Employee Remuneration04/07/2022 0 By indiafreenotes
Remuneration may be defined as money received in the performance of work, plus many kinds of benefits and services that organisations provide their employees. Money is a direct compensation, known as wages, gross pay. Benefits are indirect compensation, it includes, life insurance, accident insurance, health insurance, employees contribution to retirement benefits such as gratuity, pension, pay for vacation, pay for illness/ sickness, simply it includes payment for welfare and social security.
It must be in proportion, to what services rendered by him/her to an organisation. Remuneration occupies an important place in the life of an employee. Therefore it must be adequate and fair. His or her all the needs should be satisfied by this remuneration. Employee remuneration is significant because of his contribution only the cost of production would be minimised. Remuneration or compensation is very important function of human resource management.
Remuneration is concerned with needs, motivation and rewards. Managers, therefore, analyse and interpret the needs of their employees so that reward can be individually designed to satisfy these needs. It is very difficult for human resource management to fix wages and wage differentials, salaries acceptable to employees and their leaders.
Wage or salary is very important from employees point of view because it contributes a major share of their income. Pay is a powerful motivational factor. It provides recognition, a sense of accomplishment, social status.
(1) To acquire qualified competent personnel
(2) To retain the present /existing employees
(3) To secure internal and externals equity means similar wages for jobs within an organisation. External equity implies payment of similar wages to similar jobs in comparable organisations.
(4) To ensure desired / positive behaviour of employees.
(5) To enhance employee morale and motivation.
(6) To keep control on labour and administrative cost.
(7) To protect in public as progressive employers and to comply the wage legislation.
(8) To satisfy people/employees to reduce the labour turnover, grievances and frictions over pay inequities.
(9) To pay according to the content, challenges, difficulty, risk of the job and according to the effort and merit of the employees.
(10) To facilitate pay roll administration of budgeting and wage and salary control.
(11) To simplify and facilitate collective bargaining procedure and negotiations.
(12) To facilitate growth and survival of the organisation and to promote organisation feasibility.
It is a stable wage paid over a period of time; monthly, weekly or daily. It can also be considered as the normal rate for a specified level of output. Thus, for a particular job involving its varied requirements such as skills and training, it commands a price to get it done.
Dearness Allowance (DA):
The system of DA payment was used for the first time after World War I to enable the workers to meet the steep rise in prices of essential commodities such as foodstuffs. Although called by various names, the special allowance thus paid aimed at neutralising the high cost of living and protect the real wages of the wage earners. In other words, the major purpose of DA payment was to provide relief to the workers confronted with inflationary conditions by attempting to offset the cost of living with additional allowance.

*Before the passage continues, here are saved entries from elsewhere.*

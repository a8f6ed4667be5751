//! Round grouping
//!
//! A round is every game of one season sharing an exact start time. It is
//! the unit of chronological progress and of calculated-round tracking.

use crate::processing::loader::LoadedGame;
use crate::types::{GameId, RoundId, SeasonId};
use chrono::{DateTime, Utc};

#[derive(Debug, Clone, PartialEq)]
pub struct Round {
    /// Shared start time in epoch milliseconds
    pub id: RoundId,
    pub season_id: SeasonId,
    pub season_index: usize,
    pub week: u32,
    pub start_time: DateTime<Utc>,
    /// Games in load order
    pub games: Vec<LoadedGame>,
}

impl Round {
    fn open(first: LoadedGame) -> Self {
        Self {
            id: first.game.round_id(),
            season_id: first.game.season_id.clone(),
            season_index: first.season_index,
            week: first.game.week,
            start_time: first.game.start_time,
            games: vec![first],
        }
    }

    fn accepts(&self, game: &LoadedGame) -> bool {
        self.start_time == game.game.start_time && self.season_id == game.game.season_id
    }

    pub fn game_ids(&self) -> Vec<GameId> {
        self.games.iter().map(|g| g.game.id.clone()).collect()
    }

    pub fn len(&self) -> usize {
        self.games.len()
    }

    pub fn is_empty(&self) -> bool {
        self.games.is_empty()
    }
}

/// Group pre-sorted games into rounds of consecutive equal start times
pub fn group_rounds(games: Vec<LoadedGame>) -> Vec<Round> {
    let mut rounds: Vec<Round> = Vec::new();

    for game in games {
        match rounds.last_mut() {
            Some(round) if round.accepts(&game) => round.games.push(game),
            _ => rounds.push(Round::open(game)),
        }
    }

    rounds
}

Usually, the consumer price index (CPI) is issued to link DA with the cost of living. However, there prevail varying practices with respect to the fixation of DA across industries, regions, sectors and governmental and private undertakings. As National Commission on Labour (NCL) reports, “In some cases it was linked to the Working Class Consumer Price Index in others it was not. It was at flat rate and was applicable in some cases to all employees irrespective of their wages; in others, it varied according to wage or salary slabs. A graded percentage, linked to wages or salaries, was also prevalent.”
The overtime meets the exigencies of increased work load. Frequently, on working days, overtime rates are one and a half times the normal wage, while on holidays; these rates are two times the normal wage. However, in many work situations in India, it is used to accomplish vested interest to increase earnings. Indeed, the normal work is not done by workers unless their supervisors sanction the overtime.